Domestic team information
- 1920–1923: Berkshire
- 1925/26–1926/27: Europeans

Career statistics
| Competition | First-class |
| Matches | 4 |
| Runs scored | 116 |
| Batting average | 14.50 |
| 100s/50s | –/– |
| Top score | 45 |
| Balls bowled | 96 |
| Wickets | 0 |
| Bowling average | – |
| 5 wickets in innings | – |
| 10 wickets in match | – |
| Best bowling | – |
| Catches/stumpings | 4/– |
- Source: ESPNcricinfo, 5 February 2019

= Guy Gregson-Ellis =

English cricketer and British Army officer (1895–1969)

Guy Saxon Llewellyn Gregson-Ellis (3 November 1895 – 12 August 1969) was an English first-class cricketer and British Army officer. He had a military career that spanned 32 years and two world wars, as well as appearing in four first-class cricket matches for the Europeans cricket team in British India.

==Early life and World War I==
Gregson-Ellis was born at Kensington to Charles James Gregson-Ellis and his wife Mildred Agnes Scholefield.

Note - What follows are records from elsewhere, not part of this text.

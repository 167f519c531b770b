use serde::{Deserialize, Serialize};
use error_common::Result;
use rust_decimal::Decimal;
use std::fmt;

use crate::calculator::calculate_bill;

/// Demographics collected at the admission desk
#[derive(Debug, Clone, PartialEq, Eq, Serialize, Deserialize)]
pub struct PatientDetails {
    pub name: String,
    pub age: u32,
    pub gender: String,
    pub disease: String,
    pub contact: String,
}

/// Admission category tag
#[derive(Debug, Clone, Copy, PartialEq, Eq, Hash, Serialize, Deserialize)]
#[serde(rename_all = "snake_case")]
pub enum CareCategory {
    InPatient,
    OutPatient,
    Emergency,
}

impl CareCategory {
    /// Map the desk's menu selector to a category.
    ///
    /// `1` and `2` pick in-patient and out-patient care; every other value,
    /// including out-of-menu numbers, falls through to emergency.
    pub fn from_selector(selector: i64) -> Self {
        match selector {
            1 => Self::InPatient,
            2 => Self::OutPatient,
            _ => Self::Emergency,
        }
    }

    /// Whether the selector is one of the menu entries 1, 2 or 3
    pub fn is_menu_selector(selector: i64) -> bool {
        (1..=3).contains(&selector)
    }
}

impl fmt::Display for CareCategory {
    fn fmt(&self, f: &mut fmt::Formatter<'_>) -> fmt::Result {
        match self {
            Self::InPatient => f.write_str("InPatient"),
            Self::OutPatient => f.write_str("OutPatient"),
            Self::Emergency => f.write_str("Emergency"),
        }
    }
}

/// Category-specific charge fields
#[derive(Debug, Clone, PartialEq, Eq, Serialize, Deserialize)]
#[serde(tag = "category", rename_all = "snake_case")]
pub enum CareType {
    InPatient {
        days_stayed: u32,
        charge_per_day: Decimal,
    },
    OutPatient {
        consultation_fee: Decimal,
    },
    Emergency {
        emergency_charge: Decimal,
        treatment_cost: Decimal,
    },
}

impl CareType {
    pub fn category(&self) -> CareCategory {
        match self {
            Self::InPatient { .. } => CareCategory::InPatient,
            Self::OutPatient { .. } => CareCategory::OutPatient,
            Self::Emergency { .. } => CareCategory::Emergency,
        }
    }
}

/// Patient record, immutable once built
#[derive(Debug, Clone, PartialEq, Eq, Serialize, Deserialize)]
pub struct Patient {
    pub details: PatientDetails,
    pub care: CareType,
}

impl Patient {
    pub fn new(details: PatientDetails, care: CareType) -> Self {
        Self { details, care }
    }

    pub fn category(&self) -> CareCategory {
        self.care.category()
    }

    /// Bill before any billing strategy is applied
    pub fn base_bill(&self) -> Result<Decimal> {
        calculate_bill(self)
    }
}

#[cfg(test)]
mod tests {
    use super::*;

    #[test]
    fn test_selector_mapping() {
        assert_eq!(CareCategory::from_selector(1), CareCategory::InPatient);
        assert_eq!(CareCategory::from_selector(2), CareCategory::OutPatient);
        assert_eq!(CareCategory::from_selector(3), CareCategory::Emergency);
    }

    #[test]
    fn test_unknown_selectors_fall_back_to_emergency() {
        for selector in [0, -1, 4, 99, i64::MAX, i64::MIN] {
            assert_eq!(CareCategory::from_selector(selector), CareCategory::Emergency);
            assert!(!CareCategory::is_menu_selector(selector));
        }
        assert!(CareCategory::is_menu_selector(3));
    }

    #[test]
    fn test_care_type_category() {
        let care = CareType::OutPatient {
            consultation_fee: Decimal::from(1200),
        };
        assert_eq!(care.category(), CareCategory::OutPatient);
        assert_eq!(care.category().to_string(), "OutPatient");
    }
}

He attended Charterhouse School in 1909. After leaving Charterhouse, Gregson-Ellis attended the Royal Military College at Sandhurst, upon graduating he entered into the Royal Berkshire Regiment as a second lieutenant shortly before the outbreak of World War I.

While serving in the war during December 1914, he was promoted to the temporary rank of lieutenant, with him obtaining the rank permanently in March 1915, which was antedated to January 1915. In July 1915, he was promoted to the temporary rank of captain, with this rank being relinquished in July 1916. He was awarded the Military Cross in the 1916 Birthday Honours. He took part in the Battle of the Somme from July–November 1916, playing a key role in helping to reorganise the 2nd Battalion after heavy losses during the battles first day. He later obtained the rank of captain permanently in February 1917.

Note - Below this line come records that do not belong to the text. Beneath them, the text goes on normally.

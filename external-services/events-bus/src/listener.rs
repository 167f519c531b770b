use crate::error::Result;

/// Recipient of admission notices
pub trait NotificationListener {
    /// Name used in logs and delivery errors
    fn name(&self) -> &str {
        "listener"
    }

    fn notify(&mut self, message: &str) -> Result<()>;
}

impl<F> NotificationListener for F
where
    F: FnMut(&str),
{
    fn notify(&mut self, message: &str) -> Result<()> {
        self(message);
        Ok(())
    }
}
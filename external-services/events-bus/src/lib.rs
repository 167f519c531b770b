//! Admission notifications for the hospital desk
//!
//! A synchronous fan-out: one admission notice, formatted once, delivered to
//! an explicit ordered list of listeners such as the Accounts and Admin
//! departments.
//!
//! # Example
//!
//! ```rust
//! use billing_service::{CareCategory, Patient, PatientDetails, Tariff};
//! use events_bus::{admit_patient, Department};
//!
//! let patient = Patient::new(
//!     PatientDetails {
//!         name: "Asha".to_string(),
//!         age: 34,
//!         gender: "F".to_string(),
//!         disease: "Fever".to_string(),
//!         contact: "555-010-2000".to_string(),
//!     },
//!     Tariff::standard().care_for(CareCategory::OutPatient),
//! );
//!
//! let mut accounts = Department::accounts(Vec::new());
//! let mut admin = Department::admin(Vec::new());
//! admit_patient(&patient, &mut [&mut accounts, &mut admin]).unwrap();
//!
//! let printed = String::from_utf8(accounts.into_inner()).unwrap();
//! assert_eq!(printed, "Accounts: Patient Asha, Age 34, Gender F, Disease Fever admitted\n");
//! ```

pub mod departments;
pub mod error;
pub mod event;
pub mod listener;
pub mod notifier;

pub use departments::*;
pub use error::*;
pub use event::*;
pub use listener::*;
pub use notifier::*;
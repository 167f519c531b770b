use std::io::Write;

use crate::error::{EventBusError, Result};
use crate::listener::NotificationListener;

pub const ACCOUNTS: &str = "Accounts";
pub const ADMIN: &str = "Admin";

/// Hospital department printing each notice as `{label}: {message}`
#[derive(Debug)]
pub struct Department<W: Write> {
    label: &'static str,
    out: W,
}

impl<W: Write> Department<W> {
    pub fn new(label: &'static str, out: W) -> Self {
        Self { label, out }
    }

    pub fn accounts(out: W) -> Self {
        Self::new(ACCOUNTS, out)
    }

    pub fn admin(out: W) -> Self {
        Self::new(ADMIN, out)
    }

    pub fn into_inner(self) -> W {
        self.out
    }
}

impl<W: Write> NotificationListener for Department<W> {
    fn name(&self) -> &str {
        self.label
    }

    fn notify(&mut self, message: &str) -> Result<()> {
        let label = self.label;
        writeln!(self.out, "{}: {}", label, message)
            .and_then(|_| self.out.flush())
            .map_err(|source| EventBusError::Delivery {
                listener: label.to_string(),
                source,
            })
    }
}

==Post-war first-class cricket==
Following the war, Gregson-Ellis made his debut for Berkshire in minor counties cricket in 1920, with Gregson-Ellis making fifteen appearances in the Minor Counties Championship between 1920 and 1923. He was made an adjutant in July 1922, with him ceasing to be an adjutant in July 1925. While stationed in British India, he made his debut in first-class cricket for the Europeans against the Sikhs at Lahore in the 1925/26 Lahore Tournament. He made three further first-class appearances for the Europeans, playing in the final of the 1925/26 tournament against the Muslims cricket team, before making two appearances against the Parsees and the Hindus in the 1926/27 Bombay Quadrangular. He scored 116 runs across his four first-class matches, with a top score of 45.

He retired from military service in January 1931 and ceased to belong to the reserve of officers having reached the age limit for liability to be recalled. He returned to service in World War II with the Royal Berkshire Regiment and was promoted to the rank of brevet major in April 1940. He once again retired from service following the war, whereby he was made an honorary lieutenant colonel in May 1946.

He died in hospital at Banbury, Oxfordshire in August 1969, at the age of 73.